Lee-Huang-Yang dynamics emergent from a direct Wigner representation

TL;DR

This paper introduces a Wigner representation approach to incorporate Lee-Huang-Yang corrections in ultracold Bose gases, capturing quantum effects beyond traditional mean-field models without relying on effective energy terms.

Contribution

It presents a novel method to include LHY physics directly in the Wigner approach, enabling detailed study of quantum correlations and fluctuations beyond the extended Gross-Pitaevskii equation.

Findings

Deviations from GPE and EGPE become significant at stronger interactions.

EGPE aligns with full Wigner results only in weak interaction regimes.

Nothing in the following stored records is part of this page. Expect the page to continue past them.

/// Post-quantum key encapsulation: ML-KEM-768 and ML-KEM-1024 (NIST FIPS 203)
///
/// Key sizes:
///
/// | Parameter set | Encapsulation key | Decapsulation key | Ciphertext | Shared secret |
/// |---------------|-------------------|-------------------|------------|---------------|
/// | ML-KEM-768    | 1184              | 2400              | 1088       | 32            |
/// | ML-KEM-1024   | 1568              | 3168              | 1568       | 32            |
///
/// The KEM suite uses the 32-byte shared secret directly as the AEAD key for
/// the payload:
/// ```text
/// [kem_ct: K][nonce: N][ciphertext][tag: 16]
/// ```
use ml_kem::kem::{Decapsulate, Encapsulate};
use ml_kem::{Encoded, EncodedSizeUser, KemCore, MlKem1024, MlKem768};
use rand::{CryptoRng, RngCore};
use serde::Serialize;
use thiserror::Error;
use zeroize::{Zeroize, Zeroizing};

use crate::crypto::aead::AeadScheme;
use crate::error::{EngineError, Result};
use crate::protocol::wire::{KemFrame, SealedFrame, WireLayout};
use crate::suite::{Decryption, SoftFailure, SuiteExecutor};

/// ML-KEM-768 encapsulation key (public) size in bytes
pub const MLKEM768_EK_BYTES: usize = 1184;
/// ML-KEM-768 decapsulation key (secret) size in bytes
pub const MLKEM768_DK_BYTES: usize = 2400;
/// ML-KEM-768 ciphertext size in bytes
pub const MLKEM768_CT_BYTES: usize = 1088;

/// ML-KEM-1024 encapsulation key (public) size in bytes
pub const MLKEM1024_EK_BYTES: usize = 1568;
/// ML-KEM-1024 decapsulation key (secret) size in bytes
pub const MLKEM1024_DK_BYTES: usize = 3168;
/// ML-KEM-1024 ciphertext size in bytes
pub const MLKEM1024_CT_BYTES: usize = 1568;

/// Shared secret size for every ML-KEM parameter set
pub const SHARED_SECRET_BYTES: usize = 32;

/// Encapsulated secret, wiped on drop.
pub type SharedSecret = Zeroizing<[u8; SHARED_SECRET_BYTES]>;

#[derive(Error, Debug)]
pub enum KemError {
    #[error("ML-KEM encapsulation failed")]
    EncapsulateFailed,
    #[error("ML-KEM decapsulation failed")]
    DecapsulateFailed,
    #[error("Invalid {what} length: expected {expected} bytes, got {actual}")]
    InvalidLength {
        what: &'static str,
        expected: usize,
        actual: usize,
    },
}

/// ML-KEM parameter set.
#[derive(Debug, Clone, Copy, PartialEq, Eq, Hash, Serialize)]
#[serde(rename_all = "snake_case")]
pub enum KemParams {
    MlKem768,
    MlKem1024,
}

/// Key pair for one ML-KEM parameter set. The decapsulation key is wiped on drop.
#[derive(Clone)]
pub struct KemKeyPair {
    params: KemParams,
    public: Vec<u8>,
    secret: Vec<u8>,
}

impl Drop for KemKeyPair {
    fn drop(&mut self) {
        self.secret.zeroize();
    }
}

impl std::fmt::Debug for KemKeyPair {
    fn fmt(&self, f: &mut std::fmt::Formatter<'_>) -> std::fmt::Result {
        f.debug_struct("KemKeyPair")
            .field("params", &self.params)
            .field("public", &hex::encode(&self.public[..8]))
            .field("secret", &"<redacted>")
            .finish()
    }
}

impl KemKeyPair {
    /// Rebuild a key pair from raw encoded keys.
    pub fn from_bytes(params: KemParams, public: &[u8], secret: &[u8]) -> Result<Self> {
        check_len("encapsulation key", params.public_key_size(), public.len())?;
        check_len("decapsulation key", params.secret_key_size(), secret.len())?;
        Ok(Self {
            params,
            public: public.to_vec(),
            secret: secret.to_vec(),
        })
    }

    pub fn params(&self) -> KemParams {
        self.params
    }

    /// Encapsulation (public) key bytes
    pub fn public_key(&self) -> &[u8] {
        &self.public
    }

    /// Decapsulation (secret) key bytes
    pub fn secret_key(&self) -> &[u8] {
        &self.secret
    }
}

fn check_len(what: &'static str, expected: usize, actual: usize) -> std::result::Result<(), KemError> {
    if expected != actual {
        return Err(KemError::InvalidLength {
            what,
            expected,
            actual,
        });
    }
    Ok(())
}

/// Per-parameter-set ML-KEM calls. The `ml-kem` key types differ per set, so
/// each arm is expanded for the concrete type.
macro_rules! ml_kem_ops {
    ($kem:ty, generate, $rng:expr) => {{
        let (dk, ek) = <$kem as KemCore>::generate($rng);
        (ek.as_bytes().to_vec(), dk.as_bytes().to_vec())
    }};
    ($kem:ty, encapsulate, $ek_bytes:expr, $rng:expr) => {{
        let ek_encoded = Encoded::<<$kem as KemCore>::EncapsulationKey>::try_from($ek_bytes)
            .map_err(|_| KemError::EncapsulateFailed)?;
        let ek = <$kem as KemCore>::EncapsulationKey::from_bytes(&ek_encoded);
        let (ct, ss) = ek
            .encapsulate($rng)
            .map_err(|_| KemError::EncapsulateFailed)?;
        let mut secret = Zeroizing::new([0u8; SHARED_SECRET_BYTES]);
        secret.copy_from_slice(ss.as_slice());
        (ct.as_slice().to_vec(), secret)
    }};
    ($kem:ty, decapsulate, $dk_bytes:expr, $ct_bytes:expr) => {{
        let dk_encoded = Encoded::<<$kem as KemCore>::DecapsulationKey>::try_from($dk_bytes)
            .map_err(|_| KemError::DecapsulateFailed)?;
        let dk = <$kem as KemCore>::DecapsulationKey::from_bytes(&dk_encoded);
        let ct = ml_kem::Ciphertext::<$kem>::try_from($ct_bytes)
            .map_err(|_| KemError::DecapsulateFailed)?;
        let ss = dk
            .decapsulate(&ct)
            .map_err(|_| KemError::DecapsulateFailed)?;
        let mut secret = Zeroizing::new([0u8; SHARED_SECRET_BYTES]);
        secret.copy_from_slice(ss.as_slice());
        secret
    }};
}

impl KemParams {
    pub const fn public_key_size(self) -> usize {
        match self {
            KemParams::MlKem768 => MLKEM768_EK_BYTES,
            KemParams::MlKem1024 => MLKEM1024_EK_BYTES,
        }
    }

    pub const fn secret_key_size(self) -> usize {
        match self {
            KemParams::MlKem768 => MLKEM768_DK_BYTES,
            KemParams::MlKem1024 => MLKEM1024_DK_BYTES,
        }
    }

    pub const fn ciphertext_size(self) -> usize {
        match self {
            KemParams::MlKem768 => MLKEM768_CT_BYTES,
            KemParams::MlKem1024 => MLKEM1024_CT_BYTES,
        }
    }

    pub const fn shared_secret_size(self) -> usize {
        SHARED_SECRET_BYTES
    }

    pub fn label(self) -> &'static str {
        match self {
            KemParams::MlKem768 => "ML-KEM-768",
            KemParams::MlKem1024 => "ML-KEM-1024",
        }
    }

    pub fn generate_keypair<R: RngCore + CryptoRng>(self, rng: &mut R) -> KemKeyPair {
        let (public, secret) = match self {
            KemParams::MlKem768 => ml_kem_ops!(MlKem768, generate, rng),
            KemParams::MlKem1024 => ml_kem_ops!(MlKem1024, generate, rng),
        };
        KemKeyPair {
            params: self,
            public,
            secret,
        }
    }

    /// Encapsulate against `public`, returning `(kem_ciphertext, shared_secret)`.
    pub fn encapsulate<R: RngCore + CryptoRng>(
        self,
        public: &[u8],
        rng: &mut R,
    ) -> std::result::Result<(Vec<u8>, SharedSecret), KemError> {
        check_len("encapsulation key", self.public_key_size(), public.len())?;
        let encapsulated = match self {
            KemParams::MlKem768 => ml_kem_ops!(MlKem768, encapsulate, public, rng),
            KemParams::MlKem1024 => ml_kem_ops!(MlKem1024, encapsulate, public, rng),
        };
        Ok(encapsulated)
    }

    /// Recover the shared secret from `kem_ciphertext`.
    ///
    /// ML-KEM rejects implicitly: a tampered ciphertext of the right length
    /// yields an unrelated secret rather than an error.
    pub fn decapsulate(
        self,
        secret: &[u8],
        kem_ciphertext: &[u8],
    ) -> std::result::Result<SharedSecret, KemError> {
        check_len("decapsulation key", self.secret_key_size(), secret.len())?;
        let shared = match self {
            KemParams::MlKem768 => ml_kem_ops!(MlKem768, decapsulate, secret, kem_ciphertext),
            KemParams::MlKem1024 => ml_kem_ops!(MlKem1024, decapsulate, secret, kem_ciphertext),
        };
        Ok(shared)
    }
}

/// Decapsulate, mapping a rejected ciphertext to a soft failure.
pub(crate) fn decapsulate_soft(
    params: KemParams,
    keys: &KemKeyPair,
    kem_ciphertext: &[u8],
) -> Result<std::result::Result<SharedSecret, SoftFailure>> {
    match params.decapsulate(keys.secret_key(), kem_ciphertext) {
        Ok(shared) => Ok(Ok(shared)),
        Err(KemError::DecapsulateFailed) => Ok(Err(SoftFailure::DecapsulationFailed)),
        Err(e) => Err(e.into()),
    }
}

/// KEM-only suite: ML-KEM shared secret keys the payload AEAD.
#[derive(Debug, Clone, Copy, PartialEq, Eq, Hash)]
pub struct KemSuite {
    pub params: KemParams,
    pub aead: AeadScheme,
}

impl KemSuite {
    pub const fn new(params: KemParams, aead: AeadScheme) -> Self {
        Self { params, aead }
    }
}

impl SuiteExecutor for KemSuite {
    type Keys = KemKeyPair;

    fn layout(&self) -> WireLayout {
        WireLayout::kem(
            self.params.ciphertext_size(),
            self.aead.nonce_size(),
            self.aead.key_size(),
            self.aead.tag_size(),
        )
    }

    fn generate_keys<R: RngCore + CryptoRng>(&self, rng: &mut R) -> Result<KemKeyPair> {
        Ok(self.params.generate_keypair(rng))
    }

    fn encrypt<R: RngCore + CryptoRng>(
        &self,
        keys: &KemKeyPair,
        plaintext: &[u8],
        rng: &mut R,
    ) -> Result<Vec<u8>> {
        if keys.params() != self.params {
            return Err(EngineError::KeyMismatch);
        }
        let (kem_ciphertext, shared) = self.params.encapsulate(keys.public_key(), rng)?;
        let (nonce, body) = self.aead.seal_detached(shared.as_ref(), plaintext, rng)?;

        Ok(KemFrame {
            kem_ciphertext: &kem_ciphertext,
            payload: SealedFrame {
                nonce: &nonce,
                body: &body,
            },
        }
        .encode())
    }

    fn decrypt(&self, keys: &KemKeyPair, ciphertext: &[u8]) -> Result<Decryption> {
        if keys.params() != self.params {
            return Err(EngineError::KeyMismatch);
        }
        let frame = KemFrame::parse(ciphertext, &self.layout())?;

        let shared = match decapsulate_soft(self.params, keys, frame.kem_ciphertext)? {
            Ok(shared) => shared,
            Err(failure) => return Ok(Decryption::Failed(failure)),
        };

        Ok(match self.aead.open_frame(shared.as_ref(), &frame.payload)? {
            Some(plaintext) => Decryption::Plaintext(plaintext),
            None => Decryption::Failed(SoftFailure::AuthenticationFailed),
        })
    }
}

#[cfg(test)]
mod tests {
    use super::*;
    use rand::rngs::OsRng;
    use rand::SeedableRng;
    use rand_chacha::ChaCha20Rng;

    #[test]
    fn test_mlkem768_key_sizes() {
        let kp = KemParams::MlKem768.generate_keypair(&mut OsRng);
        assert_eq!(kp.public_key().len(), MLKEM768_EK_BYTES);
        assert_eq!(kp.secret_key().len(), MLKEM768_DK_BYTES);
    }

    #[test]
    fn test_encapsulate_decapsulate() {
        for params in [KemParams::MlKem768, KemParams::MlKem1024] {
            let kp = params.generate_keypair(&mut OsRng);
            let (ct, ss) = params.encapsulate(kp.public_key(), &mut OsRng).unwrap();
            assert_eq!(ct.len(), params.ciphertext_size());

            let recovered = params.decapsulate(kp.secret_key(), &ct).unwrap();
            assert_eq!(*ss, *recovered);
        }
    }

    #[test]
    fn test_keypair_from_seeded_rng_is_deterministic() {
        let kp1 = KemParams::MlKem1024.generate_keypair(&mut ChaCha20Rng::from_seed([42u8; 32]));
        let kp2 = KemParams::MlKem1024.generate_keypair(&mut ChaCha20Rng::from_seed([42u8; 32]));
        assert_eq!(kp1.public_key(), kp2.public_key());
        assert_eq!(kp1.secret_key(), kp2.secret_key());
    }

    #[test]
    fn test_tampered_ciphertext_yields_different_secret() {
        let params = KemParams::MlKem768;
        let kp = params.generate_keypair(&mut OsRng);
        let (mut ct, ss) = params.encapsulate(kp.public_key(), &mut OsRng).unwrap();
        ct[0] ^= 0x01;

        let recovered = params.decapsulate(kp.secret_key(), &ct).unwrap();
        assert_ne!(*ss, *recovered);
    }

    #[test]
    fn test_invalid_key_lengths() {
        let result = KemParams::MlKem768.encapsulate(&[0u8; 16], &mut OsRng);
        assert!(matches!(result, Err(KemError::InvalidLength { .. })));

        let result = KemKeyPair::from_bytes(KemParams::MlKem1024, &[0u8; 1568], &[0u8; 10]);
        assert!(result.is_err());
    }

    #[test]
    fn test_kem_suite_roundtrip() {
        let suite = KemSuite::new(KemParams::MlKem768, AeadScheme::Aes256Gcm);
        let keys = suite.generate_keys(&mut OsRng).unwrap();
        let sealed = suite.encrypt(&keys, b"tunnel payload", &mut OsRng).unwrap();
        assert_eq!(sealed.len(), suite.layout().serialized_len(14));

        match suite.decrypt(&keys, &sealed).unwrap() {
            Decryption::Plaintext(p) => assert_eq!(p.as_slice(), b"tunnel payload"),
            Decryption::Failed(f) => panic!("unexpected failure: {:?}", f),
        }
    }

    #[test]
    fn test_kem_suite_rejects_foreign_keys() {
        let suite = KemSuite::new(KemParams::MlKem768, AeadScheme::Aes256Gcm);
        let keys = KemParams::MlKem1024.generate_keypair(&mut OsRng);
        let result = suite.encrypt(&keys, b"x", &mut OsRng);
        assert!(matches!(result, Err(EngineError::KeyMismatch)));
    }
}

Full Wigner approach captures quantum effects that GPE and EGPE miss.

Abstract

We demonstrate how the beyond-mean-field Lee-Huang-Yang (LHY) corrections and its related physics can be naturally incorporated into the representation of an ultracold Bose gas using the truncated Wigner approach without invoking effective energy terms or local density assumptions. By generating a Bogoliubov ground-state representation with appropriately tailored bare interaction strength $g_0$ and condensate density $n_0$, the expected initial energy and densities are obtained while retaining access to quantum effects beyond the reach of the extended Gross-Pitaevskii equation (EGPE) formulation. This approach enables the study of correlations, coherence decay, single realisations, and the onset of quantum fluctuation effects with growing interaction strength. Numerical demonstrations for a weakly interacting single-component Bose gas show that observables deviate significantly from both the plain GPE and the EGPE incorporating LHY corrections. In regimes of strong interaction, many of the interference effects predicted by the GPE and EGPE suppressed, and the EGPE offers no improvement over the plain GPE compared to the full Wigner model. In the weakly interaction limit, the EGPE appears accurate but resolving its deviation from mean-field results requires extensive ensemble averaging.